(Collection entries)
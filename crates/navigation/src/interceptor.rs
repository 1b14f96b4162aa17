//! Navigation interception.

use crate::{Request, RequestKind};
use arc_swap::ArcSwap;
use policy::{PolicyHandle, Reason, Verdict, hostname};
use serde::{Deserialize, Serialize};
use std::fmt;
use std::sync::Arc;

/// User preferences layered on top of the policy verdict.
#[derive(Debug, Clone, Copy, PartialEq, Eq, Default, Serialize, Deserialize)]
pub struct Preferences {
    /// Send allowed new-window requests to the system browser.
    pub open_links_externally: bool,
}

/// What the shell should do with a request.
#[derive(Debug, Clone, Copy, PartialEq, Eq, Hash, Serialize, Deserialize)]
#[serde(rename_all = "snake_case")]
pub enum Action {
    /// Load the URL inside the shell.
    OpenInApp,
    /// Cancel in-app navigation and hand the URL to the system handler.
    OpenExternally,
    /// Cancel navigation and do nothing else.
    Block,
}

impl Action {
    pub fn as_str(self) -> &'static str {
        match self {
            Action::OpenInApp => "open_in_app",
            Action::OpenExternally => "open_externally",
            Action::Block => "block",
        }
    }
}

impl fmt::Display for Action {
    fn fmt(&self, f: &mut fmt::Formatter<'_>) -> fmt::Result {
        f.write_str(self.as_str())
    }
}

/// The interceptor's answer for one request.
#[derive(Debug, Clone, Copy, PartialEq, Eq, Serialize)]
pub struct Decision {
    pub action: Action,
    pub verdict: Verdict,
}

/// Routes every navigation through the policy.
///
/// The policy verdict is the only authorization decision. Preferences can
/// move an allowed new-window request out of the app, but never let a
/// denied URL in.
#[derive(Debug)]
pub struct Interceptor {
    policy: Arc<PolicyHandle>,
    preferences: ArcSwap<Preferences>,
}

impl Interceptor {
    pub fn new(policy: Arc<PolicyHandle>, preferences: Preferences) -> Self {
        Self {
            policy,
            preferences: ArcSwap::from_pointee(preferences),
        }
    }

    /// The policy handle this interceptor reads from.
    pub fn policy(&self) -> &Arc<PolicyHandle> {
        &self.policy
    }

    pub fn preferences(&self) -> Preferences {
        **self.preferences.load()
    }

    pub fn set_preferences(&self, preferences: Preferences) {
        self.preferences.store(Arc::new(preferences));
    }

    /// Decide what to do with `request`.
    pub fn decide(&self, request: &Request) -> Decision {
        let verdict = self.policy.evaluate(&request.url);
        let action = route(verdict, request.kind, self.preferences());

        // Full URLs can carry credentials or tokens; only the host goes above debug.
        match action {
            Action::Block => {
                tracing::info!(
                    host = hostname(&request.url).as_deref().unwrap_or("-"),
                    kind = ?request.kind,
                    reason = %verdict.reason(),
                    "navigation blocked"
                );
                tracing::debug!(url = %request.url, "blocked url");
            }
            _ => tracing::debug!(
                url = %request.url,
                kind = ?request.kind,
                reason = %verdict.reason(),
                %action,
                "navigation routed"
            ),
        }

        Decision { action, verdict }
    }

    /// Shorthand for a same-window navigation.
    pub fn on_navigate(&self, url: &str) -> Decision {
        self.decide(&Request::same_window(url))
    }

    /// Shorthand for a new-window request.
    pub fn on_new_window(&self, url: &str) -> Decision {
        self.decide(&Request::new_window(url))
    }
}

fn route(verdict: Verdict, kind: RequestKind, preferences: Preferences) -> Action {
    match verdict.reason() {
        reason if reason.is_allowed() => match kind {
            RequestKind::NewWindow if preferences.open_links_externally => Action::OpenExternally,
            _ => Action::OpenInApp,
        },
        Reason::DeniedNotListed => Action::OpenExternally,
        _ => Action::Block,
    }
}

#[cfg(test)]
mod tests {
    use super::*;
    use policy::{DomainConfig, Policy, PolicyConfig};

    fn interceptor(open_links_externally: bool) -> Interceptor {
        let policy = Policy::build(&PolicyConfig {
            restrict_to_domain: true,
            domain_config: DomainConfig {
                allowed_domains: vec!["github.com".into()],
                blocked_domains: vec!["ads.github.com".into()],
                allow_subdomains: true,
            },
            target_url: "https://github.com".into(),
        })
        .unwrap();

        Interceptor::new(
            Arc::new(PolicyHandle::new(policy)),
            Preferences {
                open_links_externally,
            },
        )
    }

    #[test]
    fn test_allowed_same_window_stays_in_app() {
        for external in [false, true] {
            let decision = interceptor(external).on_navigate("https://api.github.com");
            assert_eq!(decision.action, Action::OpenInApp);
            assert_eq!(decision.verdict.reason(), Reason::AllowedSubdomain);
        }
    }

    #[test]
    fn test_allowed_new_window_follows_preference() {
        assert_eq!(
            interceptor(false).on_new_window("https://github.com").action,
            Action::OpenInApp
        );
        assert_eq!(
            interceptor(true).on_new_window("https://github.com").action,
            Action::OpenExternally
        );
    }

    #[test]
    fn test_unlisted_goes_external() {
        let interceptor = interceptor(false);
        assert_eq!(
            interceptor.on_navigate("https://gitlab.com").action,
            Action::OpenExternally
        );
        assert_eq!(
            interceptor.on_new_window("https://gitlab.com").action,
            Action::OpenExternally
        );
    }

    #[test]
    fn test_blocked_and_malformed_are_dropped() {
        let interceptor = interceptor(true);
        for url in ["https://ads.github.com", "https://x.ads.github.com", "not a url"] {
            assert_eq!(interceptor.on_navigate(url).action, Action::Block, "{url}");
            assert_eq!(interceptor.on_new_window(url).action, Action::Block, "{url}");
        }
    }

    #[test]
    fn test_preference_never_allows_denied() {
        let interceptor = interceptor(true);
        let decision = interceptor.on_new_window("https://gitlab.com");
        assert!(!decision.verdict.is_allowed());
        assert_ne!(decision.action, Action::OpenInApp);
    }

    #[test]
    fn test_set_preferences() {
        let interceptor = interceptor(false);
        interceptor.set_preferences(Preferences {
            open_links_externally: true,
        });
        assert!(interceptor.preferences().open_links_externally);
        assert_eq!(
            interceptor.on_new_window("https://github.com").action,
            Action::OpenExternally
        );
    }

    #[test]
    fn test_policy_reload_is_visible() {
        let interceptor = interceptor(false);
        assert_eq!(
            interceptor.on_navigate("https://docs.rs").action,
            Action::OpenExternally
        );

        interceptor
            .policy()
            .reload(&PolicyConfig {
                restrict_to_domain: false,
                domain_config: DomainConfig::default(),
                target_url: "https://github.com".into(),
            })
            .unwrap();

        let decision = interceptor.on_navigate("https://docs.rs");
        assert_eq!(decision.action, Action::OpenInApp);
        assert_eq!(decision.verdict.reason(), Reason::RestrictionDisabled);
    }

    #[test]
    fn test_decision_json_shape() {
        let decision = interceptor(false).on_navigate("https://github.com");
        assert_eq!(
            serde_json::to_value(decision).unwrap(),
            serde_json::json!({
                "action": "open_in_app",
                "verdict": { "allowed": true, "reason": "allowed-explicit" }
            })
        );
    }
}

**Prompt**: The output should be a character-exact copy of all entries.

**Answer area**:
filename crates/navigation/src/interceptor.rs
repository 1b14f96b4162aa17
//! Navigation interception.

use crate::{Request, RequestKind};
use arc_swap::ArcSwap;
use policy::{PolicyHandle, Reason, Verdict, hostname};
use serde::{Deserialize, Serialize};
use std::fmt;
use std::sync::Arc;

/// User preferences layered on top of the policy verdict.
#[derive(Debug, Clone, Copy, PartialEq, Eq, Default, Serialize, Deserialize)]
pub struct Preferences {
    /// Send allowed new-window requests to the system browser.
    pub open_links_externally: bool,
}

/// What the shell should do with a request.
#[derive(Debug, Clone, Copy, PartialEq, Eq, Hash, Serialize, Deserialize)]
#[serde(rename_all = "snake_case")]
pub enum Action {
    /// Load the URL inside the shell.
    OpenInApp,
    /// Cancel in-app navigation and hand the URL to the system handler.
    OpenExternally,
    /// Cancel navigation and do nothing else.
    Block,
}

impl Action {
    pub fn as_str(self) -> &'static str {
        match self {
            Action::OpenInApp => "open_in_app",
            Action::OpenExternally => "open_externally",
            Action::Block => "block",
        }
    }
}

impl fmt::Display for Action {
    fn fmt(&self, f: &mut fmt::Formatter<'_>) -> fmt::Result {
        f.write_str(self.as_str())
    }
}

/// The interceptor's answer for one request.
#[derive(Debug, Clone, Copy, PartialEq, Eq, Serialize)]
pub struct Decision {
    pub action: Action,
    pub verdict: Verdict,
}

/// Routes every navigation through the policy.
///
/// The policy verdict is the only authorization decision. Preferences can
/// move an allowed new-window request out of the app, but never let a
/// denied URL in.
#[derive(Debug)]
pub struct Interceptor {
    policy: Arc<PolicyHandle>,
    preferences: ArcSwap<Preferences>,
}

impl Interceptor {
    pub fn new(policy: Arc<PolicyHandle>, preferences: Preferences) -> Self {
        Self {
            policy,
            preferences: ArcSwap::from_pointee(preferences),
        }
    }

    /// The policy handle this interceptor reads from.
    pub fn policy(&self) -> &Arc<PolicyHandle> {
        &self.policy
    }

    pub fn preferences(&self) -> Preferences {
        **self.preferences.load()
    }

    pub fn set_preferences(&self, preferences: Preferences) {
        self.preferences.store(Arc::new(preferences));
    }

    /// Decide what to do with `request`.
    pub fn decide(&self, request: &Request) -> Decision {
        let verdict = self.policy.evaluate(&request.url);
        let action = route(verdict, request.kind, self.preferences());

        // Full URLs can carry credentials or tokens; only the host goes above debug.
        match action {
            Action::Block => {
                tracing::info!(
                    host = hostname(&request.url).as_deref().unwrap_or("-"),
                    kind = ?request.kind,
                    reason = %verdict.reason(),
                    "navigation blocked"
                );
                tracing::debug!(url = %request.url, "blocked url");
            }
            _ => tracing::debug!(
                url = %request.url,
                kind = ?request.kind,
                reason = %verdict.reason(),
                %action,
                "navigation routed"
            ),
        }

        Decision { action, verdict }
    }

    /// Shorthand for a same-window navigation.
    pub fn on_navigate(&self, url: &str) -> Decision {
        self.decide(&Request::same_window(url))
    }

    /// Shorthand for a new-window request.
    pub fn on_new_window(&self, url: &str) -> Decision {
        self.decide(&Request::new_window(url))
    }
}

fn route(verdict: Verdict, kind: RequestKind, preferences: Preferences) -> Action {
    match verdict.reason() {
        reason if reason.is_allowed() => match kind {
            RequestKind::NewWindow if preferences.open_links_externally => Action::OpenExternally,
            _ => Action::OpenInApp,
        },
        Reason::DeniedNotListed => Action::OpenExternally,
        _ => Action::Block,
    }
}

#[cfg(test)]
mod tests {
    use super::*;
    use policy::{DomainConfig, Policy, PolicyConfig};

    fn interceptor(open_links_externally: bool) -> Interceptor {
        let policy = Policy::build(&PolicyConfig {
            restrict_to_domain: true,
            domain_config: DomainConfig {
                allowed_domains: vec!["github.com".into()],
                blocked_domains: vec!["ads.github.com".into()],
                allow_subdomains: true,
            },
            target_url: "https://github.com".into(),
        })
        .unwrap();

        Interceptor::new(
            Arc::new(PolicyHandle::new(policy)),
            Preferences {
                open_links_externally,
            },
        )
    }

    #[test]
    fn test_allowed_same_window_stays_in_app() {
        for external in [false, true] {
            let decision = interceptor(external).on_navigate("https://api.github.com");
            assert_eq!(decision.action, Action::OpenInApp);
            assert_eq!(decision.verdict.reason(), Reason::AllowedSubdomain);
        }
    }

    #[test]
    fn test_allowed_new_window_follows_preference() {
        assert_eq!(
            interceptor(false).on_new_window("https://github.com").action,
            Action::OpenInApp
        );
        assert_eq!(
            interceptor(true).on_new_window("https://github.com").action,
            Action::OpenExternally
        );
    }

    #[test]
    fn test_unlisted_goes_external() {
        let interceptor = interceptor(false);
        assert_eq!(
            interceptor.on_navigate("https://gitlab.com").action,
            Action::OpenExternally
        );
        assert_eq!(
            interceptor.on_new_window("https://gitlab.com").action,
            Action::OpenExternally
        );
    }

    #[test]
    fn test_blocked_and_malformed_are_dropped() {
        let interceptor = interceptor(true);
        for url in ["https://ads.github.com", "https://x.ads.github.com", "not a url"] {
            assert_eq!(interceptor.on_navigate(url).action, Action::Block, "{url}");
            assert_eq!(interceptor.on_new_window(url).action, Action::Block, "{url}");
        }
    }

    #[test]
    fn test_preference_never_allows_denied() {
        let interceptor = interceptor(true);
        let decision = interceptor.on_new_window("https://gitlab.com");
        assert!(!decision.verdict.is_allowed());
        assert_ne!(decision.action, Action::OpenInApp);
    }

    #[test]
    fn test_set_preferences() {
        let interceptor = interceptor(false);
        interceptor.set_preferences(Preferences {
            open_links_externally: true,
        });
        assert!(interceptor.preferences().open_links_externally);
        assert_eq!(
            interceptor.on_new_window("https://github.com").action,
            Action::OpenExternally
        );
    }

    #[test]
    fn test_policy_reload_is_visible() {
        let interceptor = interceptor(false);
        assert_eq!(
            interceptor.on_navigate("https://docs.rs").action,
            Action::OpenExternally
        );

        interceptor
            .policy()
            .reload(&PolicyConfig {
                restrict_to_domain: false,
                domain_config: DomainConfig::default(),
                target_url: "https://github.com".into(),
            })
            .unwrap();

        let decision = interceptor.on_navigate("https://docs.rs");
        assert_eq!(decision.action, Action::OpenInApp);
        assert_eq!(decision.verdict.reason(), Reason::RestrictionDisabled);
    }

    #[test]
    fn test_decision_json_shape() {
        let decision = interceptor(false).on_navigate("https://github.com");
        assert_eq!(
            serde_json::to_value(decision).unwrap(),
            serde_json::json!({
                "action": "open_in_app",
                "verdict": { "allowed": true, "reason": "allowed-explicit" }
            })
        );
    }
}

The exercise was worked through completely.